╭──

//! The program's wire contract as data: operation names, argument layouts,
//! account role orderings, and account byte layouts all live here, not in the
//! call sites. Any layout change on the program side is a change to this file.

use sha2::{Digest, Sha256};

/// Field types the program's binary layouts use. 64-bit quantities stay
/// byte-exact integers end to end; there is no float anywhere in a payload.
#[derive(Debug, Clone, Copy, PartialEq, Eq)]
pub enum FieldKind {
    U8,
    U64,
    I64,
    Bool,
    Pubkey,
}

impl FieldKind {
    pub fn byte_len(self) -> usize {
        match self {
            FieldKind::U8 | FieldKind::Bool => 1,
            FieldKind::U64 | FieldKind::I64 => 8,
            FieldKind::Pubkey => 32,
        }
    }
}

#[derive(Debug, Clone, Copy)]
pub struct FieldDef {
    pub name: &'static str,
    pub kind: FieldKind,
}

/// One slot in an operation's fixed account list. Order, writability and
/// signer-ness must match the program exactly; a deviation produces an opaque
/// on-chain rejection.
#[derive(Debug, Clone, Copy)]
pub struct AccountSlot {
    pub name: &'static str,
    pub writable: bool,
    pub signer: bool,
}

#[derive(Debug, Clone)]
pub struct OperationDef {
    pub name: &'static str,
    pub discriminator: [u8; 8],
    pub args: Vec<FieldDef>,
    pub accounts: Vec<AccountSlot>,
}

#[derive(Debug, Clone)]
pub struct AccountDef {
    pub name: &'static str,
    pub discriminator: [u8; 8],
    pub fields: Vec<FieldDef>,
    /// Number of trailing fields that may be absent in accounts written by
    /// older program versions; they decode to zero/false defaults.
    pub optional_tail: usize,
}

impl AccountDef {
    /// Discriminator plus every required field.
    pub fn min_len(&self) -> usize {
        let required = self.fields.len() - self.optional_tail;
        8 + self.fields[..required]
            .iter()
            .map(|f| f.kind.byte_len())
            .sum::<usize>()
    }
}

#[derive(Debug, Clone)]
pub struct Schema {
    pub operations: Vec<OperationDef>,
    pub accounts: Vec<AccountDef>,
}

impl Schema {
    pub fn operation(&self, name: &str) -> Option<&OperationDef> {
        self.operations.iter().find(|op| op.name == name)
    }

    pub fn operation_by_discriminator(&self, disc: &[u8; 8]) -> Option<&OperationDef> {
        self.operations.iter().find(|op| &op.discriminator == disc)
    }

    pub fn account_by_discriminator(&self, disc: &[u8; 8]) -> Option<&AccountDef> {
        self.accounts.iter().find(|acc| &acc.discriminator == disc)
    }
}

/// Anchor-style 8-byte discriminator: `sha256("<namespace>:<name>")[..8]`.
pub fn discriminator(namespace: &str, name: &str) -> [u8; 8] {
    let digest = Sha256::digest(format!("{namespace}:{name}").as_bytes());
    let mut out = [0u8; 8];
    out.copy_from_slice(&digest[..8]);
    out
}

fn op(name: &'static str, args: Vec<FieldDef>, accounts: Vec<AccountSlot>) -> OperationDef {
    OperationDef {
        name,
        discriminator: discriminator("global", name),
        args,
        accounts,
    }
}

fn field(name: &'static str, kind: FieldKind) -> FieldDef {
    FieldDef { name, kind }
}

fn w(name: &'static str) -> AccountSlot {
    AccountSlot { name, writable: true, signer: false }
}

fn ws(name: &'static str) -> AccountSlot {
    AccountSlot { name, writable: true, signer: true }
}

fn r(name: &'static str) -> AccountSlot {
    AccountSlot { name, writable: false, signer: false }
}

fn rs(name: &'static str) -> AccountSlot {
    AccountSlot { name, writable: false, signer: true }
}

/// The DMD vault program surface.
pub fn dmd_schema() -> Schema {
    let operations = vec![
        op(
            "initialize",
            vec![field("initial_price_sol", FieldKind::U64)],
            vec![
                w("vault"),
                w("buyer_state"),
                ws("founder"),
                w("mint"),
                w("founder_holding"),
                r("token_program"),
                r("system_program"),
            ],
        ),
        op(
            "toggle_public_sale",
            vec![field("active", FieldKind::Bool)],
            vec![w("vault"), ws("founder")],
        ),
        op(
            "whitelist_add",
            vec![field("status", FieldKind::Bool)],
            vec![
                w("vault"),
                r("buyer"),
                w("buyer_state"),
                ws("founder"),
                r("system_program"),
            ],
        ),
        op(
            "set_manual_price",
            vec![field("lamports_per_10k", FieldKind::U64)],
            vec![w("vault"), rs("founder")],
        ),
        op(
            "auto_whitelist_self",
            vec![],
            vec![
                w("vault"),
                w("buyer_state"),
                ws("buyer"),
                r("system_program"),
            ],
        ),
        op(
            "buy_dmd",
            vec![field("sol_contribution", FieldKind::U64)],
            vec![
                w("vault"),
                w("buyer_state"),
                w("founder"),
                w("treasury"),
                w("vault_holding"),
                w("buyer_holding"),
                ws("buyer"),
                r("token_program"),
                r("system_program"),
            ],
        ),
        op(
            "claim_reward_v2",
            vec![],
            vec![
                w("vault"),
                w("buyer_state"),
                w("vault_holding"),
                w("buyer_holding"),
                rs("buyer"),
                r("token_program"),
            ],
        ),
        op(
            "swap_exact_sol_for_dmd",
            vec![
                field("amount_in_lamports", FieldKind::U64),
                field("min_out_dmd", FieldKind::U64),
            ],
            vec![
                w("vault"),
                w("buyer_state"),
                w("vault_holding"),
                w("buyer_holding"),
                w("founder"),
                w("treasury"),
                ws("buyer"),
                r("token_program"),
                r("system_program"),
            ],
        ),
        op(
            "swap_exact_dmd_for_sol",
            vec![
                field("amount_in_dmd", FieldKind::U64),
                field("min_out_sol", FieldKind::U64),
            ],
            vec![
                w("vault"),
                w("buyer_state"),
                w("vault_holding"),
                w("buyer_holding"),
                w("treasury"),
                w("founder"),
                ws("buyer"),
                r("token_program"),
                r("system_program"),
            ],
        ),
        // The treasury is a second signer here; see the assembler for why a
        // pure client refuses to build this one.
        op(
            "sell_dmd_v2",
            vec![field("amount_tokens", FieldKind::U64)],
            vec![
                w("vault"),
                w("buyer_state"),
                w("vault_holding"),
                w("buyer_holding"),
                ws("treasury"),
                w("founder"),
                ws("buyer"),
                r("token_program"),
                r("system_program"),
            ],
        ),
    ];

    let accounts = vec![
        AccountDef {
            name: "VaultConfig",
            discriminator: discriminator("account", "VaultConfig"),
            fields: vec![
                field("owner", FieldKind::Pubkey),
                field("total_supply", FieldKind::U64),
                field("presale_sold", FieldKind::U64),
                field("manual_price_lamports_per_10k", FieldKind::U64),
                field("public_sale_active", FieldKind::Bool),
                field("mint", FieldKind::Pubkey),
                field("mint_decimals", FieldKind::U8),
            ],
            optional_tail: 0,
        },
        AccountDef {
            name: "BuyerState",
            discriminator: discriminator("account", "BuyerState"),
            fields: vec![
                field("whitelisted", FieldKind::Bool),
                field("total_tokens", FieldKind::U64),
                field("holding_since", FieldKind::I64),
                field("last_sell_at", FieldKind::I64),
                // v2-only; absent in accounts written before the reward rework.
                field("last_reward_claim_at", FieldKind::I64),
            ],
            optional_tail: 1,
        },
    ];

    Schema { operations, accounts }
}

╰──
╭──

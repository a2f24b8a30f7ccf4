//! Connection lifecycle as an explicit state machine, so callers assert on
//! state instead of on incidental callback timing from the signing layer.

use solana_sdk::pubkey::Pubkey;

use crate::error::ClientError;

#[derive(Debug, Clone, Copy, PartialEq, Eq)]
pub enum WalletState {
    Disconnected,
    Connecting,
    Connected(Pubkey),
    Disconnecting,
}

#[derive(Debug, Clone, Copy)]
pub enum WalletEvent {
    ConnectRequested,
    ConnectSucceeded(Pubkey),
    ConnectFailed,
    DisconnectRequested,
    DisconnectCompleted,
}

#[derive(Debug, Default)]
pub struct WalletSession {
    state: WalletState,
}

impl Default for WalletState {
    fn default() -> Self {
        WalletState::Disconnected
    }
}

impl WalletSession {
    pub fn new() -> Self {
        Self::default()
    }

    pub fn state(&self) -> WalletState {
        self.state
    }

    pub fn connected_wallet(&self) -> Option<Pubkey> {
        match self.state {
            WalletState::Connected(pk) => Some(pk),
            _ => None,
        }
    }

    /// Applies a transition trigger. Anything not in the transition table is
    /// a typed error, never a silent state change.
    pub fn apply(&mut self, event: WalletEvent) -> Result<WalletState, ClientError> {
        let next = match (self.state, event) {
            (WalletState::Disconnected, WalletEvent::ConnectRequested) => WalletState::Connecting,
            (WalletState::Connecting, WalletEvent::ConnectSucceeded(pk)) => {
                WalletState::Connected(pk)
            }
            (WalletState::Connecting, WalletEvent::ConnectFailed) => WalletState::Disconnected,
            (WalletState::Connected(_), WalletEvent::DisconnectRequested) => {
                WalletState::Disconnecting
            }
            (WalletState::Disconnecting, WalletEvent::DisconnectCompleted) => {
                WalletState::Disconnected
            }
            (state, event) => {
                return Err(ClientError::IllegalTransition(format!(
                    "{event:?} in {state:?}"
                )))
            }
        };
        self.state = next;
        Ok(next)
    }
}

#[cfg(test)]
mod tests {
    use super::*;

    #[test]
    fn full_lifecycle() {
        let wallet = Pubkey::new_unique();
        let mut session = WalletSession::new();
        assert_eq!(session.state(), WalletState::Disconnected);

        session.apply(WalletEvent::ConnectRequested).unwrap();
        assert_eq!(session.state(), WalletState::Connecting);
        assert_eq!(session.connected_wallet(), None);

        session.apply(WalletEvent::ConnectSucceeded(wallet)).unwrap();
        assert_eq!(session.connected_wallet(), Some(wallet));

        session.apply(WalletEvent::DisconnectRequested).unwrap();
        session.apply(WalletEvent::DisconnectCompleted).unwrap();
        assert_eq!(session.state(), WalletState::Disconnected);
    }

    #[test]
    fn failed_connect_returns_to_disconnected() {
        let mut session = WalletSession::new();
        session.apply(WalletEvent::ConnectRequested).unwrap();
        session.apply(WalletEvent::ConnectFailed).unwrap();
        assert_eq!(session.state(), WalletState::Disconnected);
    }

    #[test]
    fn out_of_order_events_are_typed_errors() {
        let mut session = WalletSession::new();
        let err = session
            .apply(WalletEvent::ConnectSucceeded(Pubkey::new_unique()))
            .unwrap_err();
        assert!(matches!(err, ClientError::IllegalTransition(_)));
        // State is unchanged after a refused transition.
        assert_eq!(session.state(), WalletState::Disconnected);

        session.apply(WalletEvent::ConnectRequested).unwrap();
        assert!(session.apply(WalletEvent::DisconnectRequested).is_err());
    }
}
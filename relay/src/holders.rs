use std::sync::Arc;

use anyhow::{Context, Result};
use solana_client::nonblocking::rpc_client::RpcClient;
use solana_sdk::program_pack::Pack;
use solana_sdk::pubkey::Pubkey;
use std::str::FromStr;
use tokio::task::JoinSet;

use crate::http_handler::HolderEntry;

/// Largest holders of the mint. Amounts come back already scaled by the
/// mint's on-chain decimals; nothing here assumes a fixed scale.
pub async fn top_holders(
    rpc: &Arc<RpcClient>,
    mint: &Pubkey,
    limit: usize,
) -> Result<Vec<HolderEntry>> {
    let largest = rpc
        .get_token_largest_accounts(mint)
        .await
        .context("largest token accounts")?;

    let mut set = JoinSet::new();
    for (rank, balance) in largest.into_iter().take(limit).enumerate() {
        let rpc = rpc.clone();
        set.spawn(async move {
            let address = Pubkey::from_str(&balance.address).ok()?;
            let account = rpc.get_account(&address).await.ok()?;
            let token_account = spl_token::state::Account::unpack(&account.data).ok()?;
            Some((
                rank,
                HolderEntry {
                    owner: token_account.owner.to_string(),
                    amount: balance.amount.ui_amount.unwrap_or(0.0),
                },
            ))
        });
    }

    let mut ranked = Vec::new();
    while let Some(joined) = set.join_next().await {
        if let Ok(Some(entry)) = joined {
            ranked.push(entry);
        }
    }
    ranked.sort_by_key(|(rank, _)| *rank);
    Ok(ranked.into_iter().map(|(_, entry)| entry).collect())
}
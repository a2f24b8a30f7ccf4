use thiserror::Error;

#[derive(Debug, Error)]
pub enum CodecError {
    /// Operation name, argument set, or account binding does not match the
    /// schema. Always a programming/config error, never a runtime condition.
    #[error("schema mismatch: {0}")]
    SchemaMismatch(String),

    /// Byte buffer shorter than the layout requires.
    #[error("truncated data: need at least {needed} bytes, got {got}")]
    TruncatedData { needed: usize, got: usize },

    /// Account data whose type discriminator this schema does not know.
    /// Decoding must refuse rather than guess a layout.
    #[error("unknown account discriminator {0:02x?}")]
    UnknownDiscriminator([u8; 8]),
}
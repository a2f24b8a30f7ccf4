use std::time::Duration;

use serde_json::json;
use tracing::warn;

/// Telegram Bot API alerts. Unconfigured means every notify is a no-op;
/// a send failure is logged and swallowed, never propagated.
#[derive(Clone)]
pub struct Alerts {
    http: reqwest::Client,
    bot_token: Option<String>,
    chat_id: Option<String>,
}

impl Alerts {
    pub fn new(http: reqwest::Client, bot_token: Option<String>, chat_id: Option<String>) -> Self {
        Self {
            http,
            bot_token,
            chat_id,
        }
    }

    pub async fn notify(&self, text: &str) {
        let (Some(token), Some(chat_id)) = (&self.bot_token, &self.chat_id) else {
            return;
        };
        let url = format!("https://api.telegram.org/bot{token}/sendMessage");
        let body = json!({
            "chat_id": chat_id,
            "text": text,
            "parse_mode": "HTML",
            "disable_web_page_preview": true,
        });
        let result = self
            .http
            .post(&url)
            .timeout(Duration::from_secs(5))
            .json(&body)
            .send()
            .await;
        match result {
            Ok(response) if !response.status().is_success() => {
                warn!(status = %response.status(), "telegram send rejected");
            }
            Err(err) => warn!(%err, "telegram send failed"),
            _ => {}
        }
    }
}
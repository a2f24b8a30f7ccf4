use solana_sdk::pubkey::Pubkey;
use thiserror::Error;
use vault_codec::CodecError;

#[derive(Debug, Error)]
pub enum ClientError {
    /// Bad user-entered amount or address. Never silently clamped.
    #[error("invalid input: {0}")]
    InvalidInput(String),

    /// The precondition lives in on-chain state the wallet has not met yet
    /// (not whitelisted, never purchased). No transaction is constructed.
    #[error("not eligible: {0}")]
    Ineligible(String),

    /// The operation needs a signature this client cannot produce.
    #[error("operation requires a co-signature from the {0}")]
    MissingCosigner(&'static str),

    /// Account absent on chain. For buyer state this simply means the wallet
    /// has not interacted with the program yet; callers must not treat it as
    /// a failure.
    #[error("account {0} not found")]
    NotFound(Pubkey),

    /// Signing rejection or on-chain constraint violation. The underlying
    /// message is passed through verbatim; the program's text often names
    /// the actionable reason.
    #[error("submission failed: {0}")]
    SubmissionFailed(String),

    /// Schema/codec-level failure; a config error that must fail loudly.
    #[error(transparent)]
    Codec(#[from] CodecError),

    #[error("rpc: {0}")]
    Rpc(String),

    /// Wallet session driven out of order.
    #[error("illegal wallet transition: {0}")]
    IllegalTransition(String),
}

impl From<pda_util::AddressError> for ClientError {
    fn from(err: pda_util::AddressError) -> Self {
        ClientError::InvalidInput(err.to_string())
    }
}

╰──

**TASK TO CARRY OUT:**
Your task is to return each line of the data above that contains the string "response".

**RESULT:**
            Ok(response) if !response.status().is_success() => {
                warn!(status = %response.status(), "telegram send rejected");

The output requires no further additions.